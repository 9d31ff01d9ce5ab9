//! The polymorphic entity type.

use std::fmt;
use std::hash::{Hash, Hasher};

use crate::sequence::Seq;
use crate::symbol::SymbolRef;
use crate::types::TypeDesc;
use crate::value::Const;

/// An opaque, immutable handle to one unit of the algebra.
///
/// Every entity is exactly one of three base kinds — a structural type
/// descriptor, a typed constant, or a named-declaration reference — plus
/// the derived pack kind, which wraps a whole sequence so that sequences
/// can nest as single elements.
///
/// Equality (`PartialEq`) is the algebra's `is_same` identity: kind-aware,
/// with cross-kind comparisons always unequal.
#[derive(Clone)]
#[cfg_attr(feature = "serde", derive(serde::Serialize, serde::Deserialize))]
pub enum Entity {
    /// A structural type descriptor.
    Type(TypeDesc),
    /// A typed constant.
    Value(Const),
    /// A reference to a named declaration.
    Symbol(SymbolRef),
    /// A wrapped sequence.
    Pack(Seq),
}

impl Entity {
    /// Creates an integer value entity.
    #[must_use]
    pub const fn int(n: i64) -> Self {
        Self::Value(Const::Int(n))
    }

    /// Creates a boolean value entity.
    #[must_use]
    pub const fn boolean(b: bool) -> Self {
        Self::Value(Const::Bool(b))
    }

    /// Creates a float value entity.
    #[must_use]
    pub const fn float(n: f64) -> Self {
        Self::Value(Const::Float(n))
    }

    /// Creates a string value entity.
    #[must_use]
    pub fn str(s: &str) -> Self {
        Self::Value(Const::from(s))
    }

    /// Creates a symbol entity.
    #[must_use]
    pub fn symbol(module: &str, name: &str) -> Self {
        Self::Symbol(SymbolRef::new(module, name))
    }

    /// Wraps a sequence as a single pack entity.
    #[must_use]
    pub const fn pack(seq: Seq) -> Self {
        Self::Pack(seq)
    }

    /// Returns true if this entity is a pack.
    #[must_use]
    pub const fn is_pack(&self) -> bool {
        matches!(self, Self::Pack(_))
    }

    /// Returns the wrapped sequence of a pack, the left inverse of
    /// [`Entity::pack`].
    #[must_use]
    pub const fn expand(&self) -> Option<&Seq> {
        match self {
            Self::Pack(seq) => Some(seq),
            _ => None,
        }
    }

    /// Attempts to extract a type descriptor.
    #[must_use]
    pub const fn as_type(&self) -> Option<&TypeDesc> {
        match self {
            Self::Type(t) => Some(t),
            _ => None,
        }
    }

    /// Attempts to extract a constant.
    #[must_use]
    pub const fn as_value(&self) -> Option<&Const> {
        match self {
            Self::Value(c) => Some(c),
            _ => None,
        }
    }

    /// Attempts to extract a symbol reference.
    #[must_use]
    pub const fn as_symbol(&self) -> Option<&SymbolRef> {
        match self {
            Self::Symbol(s) => Some(s),
            _ => None,
        }
    }

    /// Attempts to extract a boolean constant.
    #[must_use]
    pub const fn as_flag(&self) -> Option<bool> {
        match self {
            Self::Value(Const::Bool(b)) => Some(*b),
            _ => None,
        }
    }

    /// Attempts to extract an integer constant.
    #[must_use]
    pub const fn as_int(&self) -> Option<i64> {
        match self {
            Self::Value(Const::Int(n)) => Some(*n),
            _ => None,
        }
    }

    /// Returns the name of this entity's kind, for diagnostics.
    #[must_use]
    pub const fn kind_name(&self) -> &'static str {
        match self {
            Self::Type(_) => "type",
            Self::Value(_) => "value",
            Self::Symbol(_) => "symbol",
            Self::Pack(_) => "pack",
        }
    }
}

/// Kind-aware structural identity.
///
/// Type/Type compares structurally including qualifiers, Value/Value by
/// type and value, Symbol/Symbol by declaration identity, Pack/Pack
/// element-wise. Cross-kind comparisons are always unequal.
#[must_use]
pub fn is_same(a: &Entity, b: &Entity) -> bool {
    a == b
}

impl PartialEq for Entity {
    fn eq(&self, other: &Self) -> bool {
        match (self, other) {
            (Self::Type(a), Self::Type(b)) => a == b,
            (Self::Value(a), Self::Value(b)) => a == b,
            (Self::Symbol(a), Self::Symbol(b)) => a == b,
            (Self::Pack(a), Self::Pack(b)) => a == b,
            _ => false,
        }
    }
}

impl Eq for Entity {}

impl Hash for Entity {
    fn hash<H: Hasher>(&self, state: &mut H) {
        std::mem::discriminant(self).hash(state);
        match self {
            Self::Type(t) => t.hash(state),
            Self::Value(c) => c.hash(state),
            Self::Symbol(s) => s.hash(state),
            Self::Pack(seq) => seq.hash(state),
        }
    }
}

impl fmt::Debug for Entity {
    fn fmt(&self, f: &mut fmt::Formatter<'_>) -> fmt::Result {
        match self {
            Self::Type(t) => write!(f, "Type({t:?})"),
            Self::Value(c) => write!(f, "{c:?}"),
            Self::Symbol(s) => write!(f, "{s:?}"),
            Self::Pack(seq) => write!(f, "Pack({seq:?})"),
        }
    }
}

impl fmt::Display for Entity {
    fn fmt(&self, f: &mut fmt::Formatter<'_>) -> fmt::Result {
        match self {
            Self::Type(t) => write!(f, "{t}"),
            Self::Value(c) => write!(f, "{c}"),
            Self::Symbol(s) => write!(f, "{s}"),
            Self::Pack(seq) => {
                write!(f, "(")?;
                for (i, item) in seq.iter().enumerate() {
                    if i > 0 {
                        write!(f, " ")?;
                    }
                    write!(f, "{item}")?;
                }
                write!(f, ")")
            }
        }
    }
}

impl From<TypeDesc> for Entity {
    fn from(t: TypeDesc) -> Self {
        Self::Type(t)
    }
}

impl From<Const> for Entity {
    fn from(c: Const) -> Self {
        Self::Value(c)
    }
}

impl From<SymbolRef> for Entity {
    fn from(s: SymbolRef) -> Self {
        Self::Symbol(s)
    }
}

impl From<i64> for Entity {
    fn from(n: i64) -> Self {
        Self::int(n)
    }
}

impl From<bool> for Entity {
    fn from(b: bool) -> Self {
        Self::boolean(b)
    }
}

impl From<&str> for Entity {
    fn from(s: &str) -> Self {
        Self::str(s)
    }
}
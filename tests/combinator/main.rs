//! Integration tests for Layer 1: Combinators
//!
//! Tests for the uniform calling convention and the higher-order builders.

mod convention;
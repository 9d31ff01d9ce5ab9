//! Integration tests for Layer 0: Foundation
//!
//! Tests for the entity model, canonical encoding, and sequences.

mod entities;
mod encoding;
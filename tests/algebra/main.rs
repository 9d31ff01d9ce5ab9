//! Integration tests for Layer 2: Algebra
//!
//! Tests for the sequence algorithms: transforms and folds, search,
//! ordering and multisets, and restructuring, plus property tests for the
//! algebra's invariants.

mod ordering;
//! Entity model, canonical encoding, and persistent sequences for Weft.
//!
//! This crate provides:
//! - [`Entity`] - The polymorphic unit of the algebra (type, value, symbol, pack)
//! - [`Seq`] - Immutable entity sequences with structural sharing
//! - [`mangle`] / [`canonical_cmp`] - Canonical encoding and total order
//! - [`Error`] - Configuration errors and applicability failures

#![warn(missing_docs)]
#![warn(clippy::all)]
#![warn(clippy::pedantic)]

pub mod entity;
pub mod error;
pub mod mangle;
pub mod sequence;
pub mod symbol;
pub mod types;
pub mod value;

pub use entity::{Entity, is_same};
pub use error::{Error, ErrorKind, Result};
pub use mangle::{canonical_cmp, mangle, mangle_entity};
pub use sequence::Seq;
pub use symbol::SymbolRef;
pub use types::{Qualifier, TypeDesc};
pub use value::Const;
//! Search and predicate algorithms.
//!
//! The underlying scan is size-aware: short sequences are scanned
//! linearly, longer ones split at the midpoint so recursion depth stays
//! logarithmic. Match order is always left to right, and the lazy
//! aggregates (`all`, `any`, `none`) never evaluate the predicate past the
//! element that decides the result.

use std::slice;

use weft_combinator::{Callable, is_same_with, negate, truthy};
use weft_foundation::{Entity, Result, Seq};

/// Sequences shorter than twice this window are scanned linearly.
const SCAN_WINDOW: usize = 8;

/// Returns the position of the first element satisfying `pred`, or `None`.
///
/// # Errors
///
/// Propagates the first failure of `pred`; elements past the first match
/// are never evaluated.
pub fn index_if(pred: &Callable, seq: &Seq) -> Result<Option<usize>> {
    if seq.len() < 2 * SCAN_WINDOW {
        for (i, e) in seq.iter().enumerate() {
            if truthy(pred, slice::from_ref(e))? {
                return Ok(Some(i));
            }
        }
        return Ok(None);
    }
    let (left, right) = seq.split_at(seq.len() / 2);
    if let Some(i) = index_if(pred, &left)? {
        return Ok(Some(i));
    }
    Ok(index_if(pred, &right)?.map(|i| i + left.len()))
}

/// Returns the position of the first element that is the same as `e`, or
/// `None`.
///
/// # Errors
///
/// Never fails for well-formed entities; the `Result` mirrors [`index_if`].
pub fn index_of(e: &Entity, seq: &Seq) -> Result<Option<usize>> {
    index_if(&is_same_with(e.clone()), seq)
}

/// Returns the suffix of `seq` starting at the first element satisfying
/// `pred`, inclusive; empty if none match.
///
/// # Errors
///
/// Propagates the first failure of `pred`.
pub fn find_if(pred: &Callable, seq: &Seq) -> Result<Seq> {
    Ok(match index_if(pred, seq)? {
        Some(i) => seq.skip(i),
        None => Seq::new(),
    })
}

/// Returns the suffix of `seq` starting at the first element that is the
/// same as `e`, inclusive; empty if none match.
///
/// # Errors
///
/// Mirrors [`find_if`].
pub fn find(e: &Entity, seq: &Seq) -> Result<Seq> {
    find_if(&is_same_with(e.clone()), seq)
}

/// Counts the elements satisfying `pred`. Exhaustive: every element is
/// evaluated.
///
/// # Errors
///
/// Propagates the first failure of `pred`.
pub fn count_if(pred: &Callable, seq: &Seq) -> Result<usize> {
    if seq.len() < 2 * SCAN_WINDOW {
        let mut total = 0;
        for e in seq {
            if truthy(pred, slice::from_ref(e))? {
                total += 1;
            }
        }
        return Ok(total);
    }
    let (left, right) = seq.split_at(seq.len() / 2);
    Ok(count_if(pred, &left)? + count_if(pred, &right)?)
}

/// Counts the elements that are the same as `e`.
///
/// # Errors
///
/// Mirrors [`count_if`].
pub fn count(e: &Entity, seq: &Seq) -> Result<usize> {
    count_if(&is_same_with(e.clone()), seq)
}

/// True iff some element satisfies `pred`. Stops at the first success.
///
/// # Errors
///
/// Propagates the first failure of `pred`.
pub fn any(pred: &Callable, seq: &Seq) -> Result<bool> {
    Ok(index_if(pred, seq)?.is_some())
}

/// True iff every element satisfies `pred`; vacuously true when empty.
/// Stops at (and never evaluates past) the first failing element.
///
/// # Errors
///
/// Propagates the first failure of `pred`.
pub fn all(pred: &Callable, seq: &Seq) -> Result<bool> {
    Ok(index_if(&negate(pred.clone()), seq)?.is_none())
}

/// True iff no element satisfies `pred`; vacuously true when empty.
///
/// # Errors
///
/// Propagates the first failure of `pred`.
pub fn none(pred: &Callable, seq: &Seq) -> Result<bool> {
    Ok(index_if(pred, seq)?.is_none())
}

/// True iff exactly one element satisfies `pred`.
///
/// Deliberately exhaustive, unlike [`any`]: a second match anywhere later
/// in the sequence invalidates the result, so there is no sound early
/// exit.
///
/// # Errors
///
/// Propagates the first failure of `pred`.
pub fn only(pred: &Callable, seq: &Seq) -> Result<bool> {
    Ok(count_if(pred, seq)? == 1)
}
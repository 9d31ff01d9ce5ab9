//! Restructuring algorithms: reverse, rotate, stride, segment, repeat,
//! integer ranges, and lock-step traversal of packed sequences.

use weft_combinator::{Callable, Outcome, apply};
use weft_foundation::{Entity, Error, Result, Seq};

/// Reverses the sequence.
#[must_use]
pub fn reverse(seq: &Seq) -> Seq {
    seq.iter().rev().cloned().collect()
}

/// Rotates left by `n` positions. Negative `n` rotates right; any
/// magnitude is normalized modulo the length. Empty input stays empty.
#[must_use]
pub fn rotate(n: i64, seq: &Seq) -> Seq {
    if seq.is_empty() {
        return Seq::new();
    }
    #[allow(clippy::cast_possible_wrap, clippy::cast_possible_truncation)]
    let pivot = n.rem_euclid(seq.len() as i64) as usize;
    let (front, back) = seq.split_at(pivot);
    back.concat(&front)
}

/// Every `n`th element starting at index 0.
///
/// # Errors
///
/// Returns a configuration error when `n` is zero.
pub fn stride(n: usize, seq: &Seq) -> Result<Seq> {
    if n == 0 {
        return Err(Error::zero_stride());
    }
    Ok(seq.iter().step_by(n).cloned().collect())
}

/// Chunks the sequence into packs of length `n`; the final chunk may be
/// shorter.
///
/// # Errors
///
/// Returns a configuration error when `n` is zero.
pub fn segment(n: usize, seq: &Seq) -> Result<Seq> {
    if n == 0 {
        return Err(Error::zero_segment());
    }
    Ok((0..seq.len())
        .step_by(n)
        .map(|start| Entity::pack(seq.skip(start).take(n)))
        .collect())
}

/// Concatenates `n` copies of the sequence. Zero copies, or an empty
/// input, give the empty sequence.
#[must_use]
pub fn repeat(n: usize, seq: &Seq) -> Seq {
    let mut out = Seq::new();
    for _ in 0..n {
        out = out.concat(seq);
    }
    out
}

/// Arithmetic progression of integer values over the half-open range
/// `[begin, end)`, direction taken from the sign of `step`. A `begin`
/// already past `end` in the step's direction yields the empty sequence,
/// not an error.
///
/// # Errors
///
/// Returns a configuration error when `step` is zero.
pub fn iota(begin: i64, end: i64, step: i64) -> Result<Seq> {
    if step == 0 {
        return Err(Error::zero_step());
    }
    let mut out = Seq::new();
    let mut current = begin;
    while (step > 0 && current < end) || (step < 0 && current > end) {
        out = out.push_back(Entity::int(current));
        match current.checked_add(step) {
            Some(next) => current = next,
            None => break,
        }
    }
    Ok(out)
}

/// Lock-step traversal of packed sequences, bounded by the shortest
/// input: the result's i-th element is the pack of every input's i-th
/// element. Empty if no inputs are given or any input is empty.
///
/// # Errors
///
/// Returns an applicability failure if any operand is not a pack.
pub fn zip(packs: &[Entity]) -> Result<Seq> {
    let operands = expand_all(packs)?;
    if operands.is_empty() {
        return Ok(Seq::new());
    }
    let shortest = operands.iter().map(|s| s.len()).min().unwrap_or(0);
    Ok((0..shortest)
        .map(|i| Entity::pack(nth_of_each(&operands, i)))
        .collect())
}

/// Like [`zip`], but applies `f` to each transversal instead of packing
/// it. Spread outcomes are spliced, as in `map`.
///
/// # Errors
///
/// Returns an applicability failure if any operand is not a pack, and
/// propagates failures of `f`.
pub fn zip_with(f: &Callable, packs: &[Entity]) -> Result<Seq> {
    let operands = expand_all(packs)?;
    if operands.is_empty() {
        return Ok(Seq::new());
    }
    let shortest = operands.iter().map(|s| s.len()).min().unwrap_or(0);
    let mut out = Seq::new();
    for i in 0..shortest {
        let args: Vec<Entity> = nth_of_each(&operands, i).into_iter().collect();
        match apply(f, &args)? {
            Outcome::Single(e) => out = out.push_back(e),
            Outcome::Spread(s) => out = out.concat(&s),
        }
    }
    Ok(out)
}

/// The `i`-th element of each packed sequence.
///
/// Unlike [`zip`], an input too short to have an `i`-th element is an
/// applicability failure, not an empty result: "index out of range" is
/// distinguishable from "deliberately short".
///
/// # Errors
///
/// Returns an applicability failure if any operand is not a pack or lacks
/// an `i`-th element.
pub fn transverse(i: usize, packs: &[Entity]) -> Result<Seq> {
    let operands = expand_all(packs)?;
    let mut out = Seq::new();
    for seq in operands {
        let e = seq
            .get(i)
            .ok_or_else(|| Error::index_out_of_bounds(i, seq.len()))?;
        out = out.push_back(e.clone());
    }
    Ok(out)
}

fn expand_all(packs: &[Entity]) -> Result<Vec<&Seq>> {
    packs
        .iter()
        .map(|e| e.expand().ok_or_else(|| Error::not_a_pack(e.kind_name())))
        .collect()
}

fn nth_of_each(operands: &[&Seq], i: usize) -> Seq {
    operands
        .iter()
        .filter_map(|s| s.get(i))
        .cloned()
        .collect()
}
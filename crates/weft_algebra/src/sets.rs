//! Multiset algorithms: containment, composition, intersection.
//!
//! All of these respect element multiplicity. Ordering within results is
//! the canonical order, which makes intersection commutative and
//! deterministic regardless of input order.

use std::cmp::Ordering;
use std::collections::HashMap;

use weft_foundation::{Entity, Error, Result, Seq, mangle_entity};

use crate::order::setify;

/// Occurrence counts keyed by canonical encoding.
fn occurrences(seq: &Seq) -> HashMap<String, usize> {
    let mut counts = HashMap::new();
    for e in seq {
        *counts.entry(mangle_entity(e)).or_insert(0) += 1;
    }
    counts
}

/// Multiset containment: true iff for every distinct value in `items`,
/// `set` holds at least as many occurrences as `items` does. Vacuously
/// true when `items` is empty.
#[must_use]
pub fn contains(set: &Seq, items: &Seq) -> bool {
    let have = occurrences(set);
    occurrences(items)
        .into_iter()
        .all(|(key, needed)| have.get(&key).copied().unwrap_or(0) >= needed)
}

/// Multiset equality: same elements with the same multiplicities, order
/// irrelevant.
#[must_use]
pub fn is_composed_of(set: &Seq, items: &Seq) -> bool {
    set.len() == items.len() && occurrences(set) == occurrences(items)
}

/// Multiset intersection across zero or more packed sequences.
///
/// Each element's multiplicity in the result is the minimum of its
/// multiplicities across all inputs. Zero inputs, or any empty input,
/// yield the empty result. The result is in canonical order.
///
/// # Errors
///
/// Returns an applicability failure if any operand is not a pack.
pub fn intersection(packs: &[Entity]) -> Result<Seq> {
    // Validate every operand before intersecting: a malformed operand
    // must surface even when an earlier empty input already decides the
    // result.
    let operands: Vec<&Seq> = packs.iter().map(expand_operand).collect::<Result<_>>()?;
    let Some((first, rest)) = operands.split_first() else {
        return Ok(Seq::new());
    };
    let mut acc = setify(first);
    for other in rest {
        acc = pair_intersect(&acc, &setify(other));
        if acc.is_empty() {
            break;
        }
    }
    Ok(acc)
}

fn expand_operand(e: &Entity) -> Result<&Seq> {
    e.expand().ok_or_else(|| Error::not_a_pack(e.kind_name()))
}

/// Merge walk over two canonically sorted sequences: advance the strictly
/// lesser side, emit one copy and advance both on a match.
fn pair_intersect(a: &Seq, b: &Seq) -> Seq {
    let mut out = Seq::new();
    let mut ai = 0;
    let mut bi = 0;
    while ai < a.len() && bi < b.len() {
        let x = a.get(ai).expect("in bounds");
        let y = b.get(bi).expect("in bounds");
        match mangle_entity(x).cmp(&mangle_entity(y)) {
            Ordering::Less => ai += 1,
            Ordering::Greater => bi += 1,
            Ordering::Equal => {
                out = out.push_back(x.clone());
                ai += 1;
                bi += 1;
            }
        }
    }
    out
}
//! Integration tests for the calling convention: apply, outcomes, arity
//! adapters, and flag interpretation.

use weft_combinator::{
    Callable, Outcome, apply, binary, is_same_with, predicate, transform, truthy, unary,
};
use weft_foundation::{Entity, Error, Seq};

#[test]
fn apply_is_the_single_entry_point() {
    // A hand-built callable and an adapted one look identical to callers.
    let raw = Callable::new("first", |args| {
        args.first()
            .map(|e| Outcome::Single(e.clone()))
            .ok_or_else(|| Error::arity_mismatch("at least 1", 0))
    });
    let adapted = transform("echo", Clone::clone);

    let arg = [Entity::str("x")];
    assert_eq!(apply(&raw, &arg).unwrap(), apply(&adapted, &arg).unwrap());
}

#[test]
fn adapters_enforce_arity_as_applicability() {
    let f = unary("one", |e| Ok(Outcome::Single(e.clone())));
    let err = apply(&f, &[]).unwrap_err();
    assert!(err.is_inapplicable());

    let g = binary("two", |a, _| Ok(Outcome::Single(a.clone())));
    let err = apply(&g, &[Entity::int(1)]).unwrap_err();
    assert!(err.is_inapplicable());
}

#[test]
fn spread_outcomes_carry_zero_or_many() {
    let explode = unary("explode", |e| {
        Ok(match e.expand() {
            Some(seq) => Outcome::Spread(seq.clone()),
            None => Outcome::Single(e.clone()),
        })
    });

    let packed = Entity::pack([Entity::int(1), Entity::int(2)].into_iter().collect());
    let out = apply(&explode, &[packed]).unwrap();
    assert_eq!(out.into_args().len(), 2);

    let out = apply(&explode, &[Entity::int(7)]).unwrap();
    assert_eq!(out, Outcome::Single(Entity::int(7)));
}

#[test]
fn flags_must_be_single_booleans() {
    let yes = predicate("yes", |_| true);
    assert!(truthy(&yes, &[Entity::int(0)]).unwrap());

    let not_a_flag = transform("echo", Clone::clone);
    let err = truthy(&not_a_flag, &[Entity::int(0)]).unwrap_err();
    assert!(err.is_inapplicable());

    let spread = Callable::new("spread", |_| Ok(Outcome::Spread(Seq::new())));
    let err = truthy(&spread, &[Entity::int(0)]).unwrap_err();
    assert!(err.is_inapplicable());
}

#[test]
fn is_same_with_is_a_bound_unary_predicate() {
    let target = Entity::symbol("core", "len");
    let p = is_same_with(target.clone());
    assert!(truthy(&p, &[Entity::symbol("core", "len")]).unwrap());
    assert!(!truthy(&p, &[Entity::symbol("core", "cap")]).unwrap());
    // Cross-kind: never the same.
    assert!(!truthy(&p, &[Entity::str("core.len")]).unwrap());
}
//! The uniform calling convention.
//!
//! Every function value in the algebra — unary, binary, or variadic — is a
//! [`Callable`]: a shared closure from an argument slice to an [`Outcome`].
//! The higher-order builders only ever go through [`apply`], so adapted
//! native functions and built combinations are indistinguishable to
//! callers.

use std::fmt;
use std::sync::Arc;

use weft_foundation::{Entity, Error, Result, Seq};

/// The result of evaluating a callable.
///
/// A callable either produces one entity or a whole sequence of zero or
/// more. Sequence results are spliced (flattened one level) by map-like
/// consumers, which is how `map` doubles as flat-map and how `filter`
/// drops elements.
#[derive(Clone, Debug, PartialEq, Eq)]
pub enum Outcome {
    /// Exactly one resulting entity.
    Single(Entity),
    /// Zero or more resulting entities.
    Spread(Seq),
}

impl Outcome {
    /// Flattens this outcome into an argument vector for the next callable
    /// in a chain.
    #[must_use]
    pub fn into_args(self) -> Vec<Entity> {
        match self {
            Self::Single(e) => vec![e],
            Self::Spread(seq) => seq.into_iter().collect(),
        }
    }

    /// Interprets this outcome as a boolean flag.
    ///
    /// # Errors
    ///
    /// Returns an applicability failure unless the outcome is a single
    /// boolean value entity.
    pub fn flag(&self) -> Result<bool> {
        match self {
            Self::Single(e) => e
                .as_flag()
                .ok_or_else(|| Error::not_boolean(e.kind_name())),
            Self::Spread(seq) => Err(Error::not_boolean(format!("spread of {}", seq.len()))),
        }
    }
}

type CallFn = dyn Fn(&[Entity]) -> Result<Outcome> + Send + Sync;

/// A uniformly callable function value.
///
/// Cheap to clone (shared closure). Construct one directly with
/// [`Callable::new`] or through the arity adapters ([`unary`], [`binary`],
/// [`predicate`], ...).
#[derive(Clone)]
pub struct Callable {
    /// Name for diagnostics.
    name: &'static str,
    func: Arc<CallFn>,
}

impl Callable {
    /// Creates a callable from a variadic closure.
    pub fn new(
        name: &'static str,
        func: impl Fn(&[Entity]) -> Result<Outcome> + Send + Sync + 'static,
    ) -> Self {
        Self {
            name,
            func: Arc::new(func),
        }
    }

    /// Returns the diagnostic name of this callable.
    #[must_use]
    pub const fn name(&self) -> &'static str {
        self.name
    }

    /// Evaluates this callable against the given arguments.
    ///
    /// # Errors
    ///
    /// Propagates whatever the underlying closure reports.
    pub fn invoke(&self, args: &[Entity]) -> Result<Outcome> {
        (self.func)(args)
    }
}

impl fmt::Debug for Callable {
    fn fmt(&self, f: &mut fmt::Formatter<'_>) -> fmt::Result {
        write!(f, "<callable {}>", self.name)
    }
}

/// Uniform invocation entry point.
///
/// # Errors
///
/// Propagates the callable's failure.
pub fn apply(f: &Callable, args: &[Entity]) -> Result<Outcome> {
    f.invoke(args)
}

/// Evaluates a predicate callable and interprets the result as a flag.
///
/// # Errors
///
/// Propagates the callable's failure, or an applicability failure if the
/// result is not a single boolean.
pub fn truthy(f: &Callable, args: &[Entity]) -> Result<bool> {
    apply(f, args)?.flag()
}

/// Adapts a unary function. Any other argument count is an applicability
/// failure.
pub fn unary(
    name: &'static str,
    func: impl Fn(&Entity) -> Result<Outcome> + Send + Sync + 'static,
) -> Callable {
    Callable::new(name, move |args| match args {
        [only] => func(only),
        _ => Err(Error::arity_mismatch("exactly 1", args.len())),
    })
}

/// Adapts a binary function. Any other argument count is an applicability
/// failure.
pub fn binary(
    name: &'static str,
    func: impl Fn(&Entity, &Entity) -> Result<Outcome> + Send + Sync + 'static,
) -> Callable {
    Callable::new(name, move |args| match args {
        [a, b] => func(a, b),
        _ => Err(Error::arity_mismatch("exactly 2", args.len())),
    })
}

/// Adapts an infallible unary boolean function.
pub fn predicate(
    name: &'static str,
    func: impl Fn(&Entity) -> bool + Send + Sync + 'static,
) -> Callable {
    unary(name, move |e| Ok(Outcome::Single(Entity::boolean(func(e)))))
}

/// Adapts an infallible binary boolean function.
pub fn predicate2(
    name: &'static str,
    func: impl Fn(&Entity, &Entity) -> bool + Send + Sync + 'static,
) -> Callable {
    binary(name, move |a, b| {
        Ok(Outcome::Single(Entity::boolean(func(a, b))))
    })
}

/// Adapts an infallible unary entity-to-entity function.
pub fn transform(
    name: &'static str,
    func: impl Fn(&Entity) -> Entity + Send + Sync + 'static,
) -> Callable {
    unary(name, move |e| Ok(Outcome::Single(func(e))))
}

/// Unary predicate bound to `a`: true for entities that are the same as
/// `a`. The partially-applied form of identity used throughout the search
/// and set layers.
#[must_use]
pub fn is_same_with(a: Entity) -> Callable {
    predicate("is-same-with", move |e| *e == a)
}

The task ->
Report, from the entries above, each line where "calling" is found.

Response to this exercise ->
//! Tests for the uniform calling convention and the higher-order builders.
//! Integration tests for the calling convention: apply, outcomes, arity
//! The uniform calling convention.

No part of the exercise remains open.